(Directions)
Go through the lines below and transcribe each one exactly.

(Source material)
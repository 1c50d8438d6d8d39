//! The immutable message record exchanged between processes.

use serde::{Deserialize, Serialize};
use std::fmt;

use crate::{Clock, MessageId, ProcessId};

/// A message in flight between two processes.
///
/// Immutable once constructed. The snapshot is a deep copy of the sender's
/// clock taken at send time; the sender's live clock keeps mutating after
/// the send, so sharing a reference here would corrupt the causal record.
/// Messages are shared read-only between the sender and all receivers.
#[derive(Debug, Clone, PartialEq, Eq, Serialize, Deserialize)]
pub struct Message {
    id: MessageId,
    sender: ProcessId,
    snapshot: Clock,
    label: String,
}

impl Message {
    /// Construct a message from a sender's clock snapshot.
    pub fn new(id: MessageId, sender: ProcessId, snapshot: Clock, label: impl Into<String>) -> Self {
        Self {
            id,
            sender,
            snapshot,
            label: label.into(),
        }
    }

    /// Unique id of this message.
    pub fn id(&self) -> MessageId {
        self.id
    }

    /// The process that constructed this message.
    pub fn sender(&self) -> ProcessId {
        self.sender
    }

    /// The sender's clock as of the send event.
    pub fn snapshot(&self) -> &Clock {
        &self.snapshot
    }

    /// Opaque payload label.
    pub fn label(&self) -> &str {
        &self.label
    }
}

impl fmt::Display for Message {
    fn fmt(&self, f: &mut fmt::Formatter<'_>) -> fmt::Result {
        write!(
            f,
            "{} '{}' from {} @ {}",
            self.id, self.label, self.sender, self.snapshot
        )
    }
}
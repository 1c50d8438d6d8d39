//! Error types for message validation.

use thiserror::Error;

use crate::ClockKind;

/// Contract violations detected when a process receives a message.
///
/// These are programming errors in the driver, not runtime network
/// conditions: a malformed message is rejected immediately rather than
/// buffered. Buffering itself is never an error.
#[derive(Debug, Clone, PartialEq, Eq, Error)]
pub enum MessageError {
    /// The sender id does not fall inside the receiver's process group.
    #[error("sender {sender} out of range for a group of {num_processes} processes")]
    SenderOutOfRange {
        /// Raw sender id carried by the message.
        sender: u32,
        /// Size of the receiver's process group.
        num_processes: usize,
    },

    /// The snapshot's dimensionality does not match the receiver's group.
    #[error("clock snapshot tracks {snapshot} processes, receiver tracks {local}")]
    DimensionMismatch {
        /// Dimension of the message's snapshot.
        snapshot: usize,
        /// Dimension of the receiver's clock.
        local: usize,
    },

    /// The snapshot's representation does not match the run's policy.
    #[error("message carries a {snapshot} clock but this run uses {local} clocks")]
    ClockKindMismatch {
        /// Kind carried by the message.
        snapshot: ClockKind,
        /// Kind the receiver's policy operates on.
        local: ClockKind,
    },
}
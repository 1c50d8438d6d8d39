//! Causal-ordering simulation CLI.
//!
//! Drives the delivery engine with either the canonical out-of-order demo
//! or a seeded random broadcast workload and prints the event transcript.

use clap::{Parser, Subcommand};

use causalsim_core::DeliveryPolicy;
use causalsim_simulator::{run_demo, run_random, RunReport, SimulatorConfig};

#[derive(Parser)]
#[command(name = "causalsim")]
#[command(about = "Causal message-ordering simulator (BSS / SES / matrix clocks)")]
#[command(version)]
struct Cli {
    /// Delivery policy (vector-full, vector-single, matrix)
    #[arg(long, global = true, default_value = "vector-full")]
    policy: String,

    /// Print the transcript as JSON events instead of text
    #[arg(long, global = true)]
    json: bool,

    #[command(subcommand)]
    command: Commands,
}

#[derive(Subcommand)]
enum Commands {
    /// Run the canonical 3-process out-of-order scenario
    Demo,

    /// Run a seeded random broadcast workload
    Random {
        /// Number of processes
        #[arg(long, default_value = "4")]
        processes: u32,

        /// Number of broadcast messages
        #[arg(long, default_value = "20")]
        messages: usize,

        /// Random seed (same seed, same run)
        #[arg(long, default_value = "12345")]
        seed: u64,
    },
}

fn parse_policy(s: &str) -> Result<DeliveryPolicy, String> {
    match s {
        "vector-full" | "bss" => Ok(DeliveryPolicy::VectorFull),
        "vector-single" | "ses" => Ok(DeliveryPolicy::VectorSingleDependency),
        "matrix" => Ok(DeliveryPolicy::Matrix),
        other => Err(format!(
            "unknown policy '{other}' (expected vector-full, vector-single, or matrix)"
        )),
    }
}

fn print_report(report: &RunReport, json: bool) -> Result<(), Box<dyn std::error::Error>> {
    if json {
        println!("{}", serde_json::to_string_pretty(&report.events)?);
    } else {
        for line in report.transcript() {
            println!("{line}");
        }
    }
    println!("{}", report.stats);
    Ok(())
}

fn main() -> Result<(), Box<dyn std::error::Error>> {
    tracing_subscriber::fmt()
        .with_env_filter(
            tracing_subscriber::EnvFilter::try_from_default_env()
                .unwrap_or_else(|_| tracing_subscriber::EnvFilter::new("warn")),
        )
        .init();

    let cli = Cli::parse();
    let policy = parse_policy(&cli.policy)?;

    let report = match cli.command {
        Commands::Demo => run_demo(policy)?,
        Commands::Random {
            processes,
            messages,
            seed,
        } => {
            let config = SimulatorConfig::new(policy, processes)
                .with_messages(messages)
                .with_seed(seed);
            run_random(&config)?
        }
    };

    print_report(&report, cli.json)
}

(Finished exercise)
repository 1c50d8438d6d8d39
//! The immutable message record exchanged between processes.

use serde::{Deserialize, Serialize};
use std::fmt;

use crate::{Clock, MessageId, ProcessId};

/// A message in flight between two processes.
///
/// Immutable once constructed. The snapshot is a deep copy of the sender's
/// clock taken at send time; the sender's live clock keeps mutating after
/// the send, so sharing a reference here would corrupt the causal record.
/// Messages are shared read-only between the sender and all receivers.
#[derive(Debug, Clone, PartialEq, Eq, Serialize, Deserialize)]
pub struct Message {
    id: MessageId,
    sender: ProcessId,
    snapshot: Clock,
    label: String,
}

impl Message {
    /// Construct a message from a sender's clock snapshot.
    pub fn new(id: MessageId, sender: ProcessId, snapshot: Clock, label: impl Into<String>) -> Self {
        Self {
            id,
            sender,
            snapshot,
            label: label.into(),
        }
    }

    /// Unique id of this message.
    pub fn id(&self) -> MessageId {
        self.id
    }

    /// The process that constructed this message.
    pub fn sender(&self) -> ProcessId {
        self.sender
    }

    /// The sender's clock as of the send event.
    pub fn snapshot(&self) -> &Clock {
        &self.snapshot
    }

    /// Opaque payload label.
    pub fn label(&self) -> &str {
        &self.label
    }
}

impl fmt::Display for Message {
    fn fmt(&self, f: &mut fmt::Formatter<'_>) -> fmt::Result {
        write!(
            f,
            "{} '{}' from {} @ {}",
            self.id, self.label, self.sender, self.snapshot
        )
    }
}
repository 1c50d8438d6d8d39
//! Error types for message validation.

use thiserror::Error;

use crate::ClockKind;

/// Contract violations detected when a process receives a message.
///
/// These are programming errors in the driver, not runtime network
/// conditions: a malformed message is rejected immediately rather than
/// buffered. Buffering itself is never an error.
#[derive(Debug, Clone, PartialEq, Eq, Error)]
pub enum MessageError {
    /// The sender id does not fall inside the receiver's process group.
    #[error("sender {sender} out of range for a group of {num_processes} processes")]
    SenderOutOfRange {
        /// Raw sender id carried by the message.
        sender: u32,
        /// Size of the receiver's process group.
        num_processes: usize,
    },

    /// The snapshot's dimensionality does not match the receiver's group.
    #[error("clock snapshot tracks {snapshot} processes, receiver tracks {local}")]
    DimensionMismatch {
        /// Dimension of the message's snapshot.
        snapshot: usize,
        /// Dimension of the receiver's clock.
        local: usize,
    },

    /// The snapshot's representation does not match the run's policy.
    #[error("message carries a {snapshot} clock but this run uses {local} clocks")]
    ClockKindMismatch {
        /// Kind carried by the message.
        snapshot: ClockKind,
        /// Kind the receiver's policy operates on.
        local: ClockKind,
    },
}
repository 1c50d8438d6d8d39
//! Causal-ordering simulation CLI.
//!
//! Drives the delivery engine with either the canonical out-of-order demo
//! or a seeded random broadcast workload and prints the event transcript.

use clap::{Parser, Subcommand};

use causalsim_core::DeliveryPolicy;
use causalsim_simulator::{run_demo, run_random, RunReport, SimulatorConfig};

#[derive(Parser)]
#[command(name = "causalsim")]
#[command(about = "Causal message-ordering simulator (BSS / SES / matrix clocks)")]
#[command(version)]
struct Cli {
    /// Delivery policy (vector-full, vector-single, matrix)
    #[arg(long, global = true, default_value = "vector-full")]
    policy: String,

    /// Print the transcript as JSON events instead of text
    #[arg(long, global = true)]
    json: bool,

    #[command(subcommand)]
    command: Commands,
}

#[derive(Subcommand)]
enum Commands {
    /// Run the canonical 3-process out-of-order scenario
    Demo,

    /// Run a seeded random broadcast workload
    Random {
        /// Number of processes
        #[arg(long, default_value = "4")]
        processes: u32,

        /// Number of broadcast messages
        #[arg(long, default_value = "20")]
        messages: usize,

        /// Random seed (same seed, same run)
        #[arg(long, default_value = "12345")]
        seed: u64,
    },
}

fn parse_policy(s: &str) -> Result<DeliveryPolicy, String> {
    match s {
        "vector-full" | "bss" => Ok(DeliveryPolicy::VectorFull),
        "vector-single" | "ses" => Ok(DeliveryPolicy::VectorSingleDependency),
        "matrix" => Ok(DeliveryPolicy::Matrix),
        other => Err(format!(
            "unknown policy '{other}' (expected vector-full, vector-single, or matrix)"
        )),
    }
}

fn print_report(report: &RunReport, json: bool) -> Result<(), Box<dyn std::error::Error>> {
    if json {
        println!("{}", serde_json::to_string_pretty(&report.events)?);
    } else {
        for line in report.transcript() {
            println!("{line}");
        }
    }
    println!("{}", report.stats);
    Ok(())
}

fn main() -> Result<(), Box<dyn std::error::Error>> {
    tracing_subscriber::fmt()
        .with_env_filter(
            tracing_subscriber::EnvFilter::try_from_default_env()
                .unwrap_or_else(|_| tracing_subscriber::EnvFilter::new("warn")),
        )
        .init();

    let cli = Cli::parse();
    let policy = parse_policy(&cli.policy)?;

    let report = match cli.command {
        Commands::Demo => run_demo(policy)?,
        Commands::Random {
            processes,
            messages,
            seed,
        } => {
            let config = SimulatorConfig::new(policy, processes)
                .with_messages(messages)
                .with_seed(seed);
            run_random(&config)?
        }
    };

    print_report(&report, cli.json)
}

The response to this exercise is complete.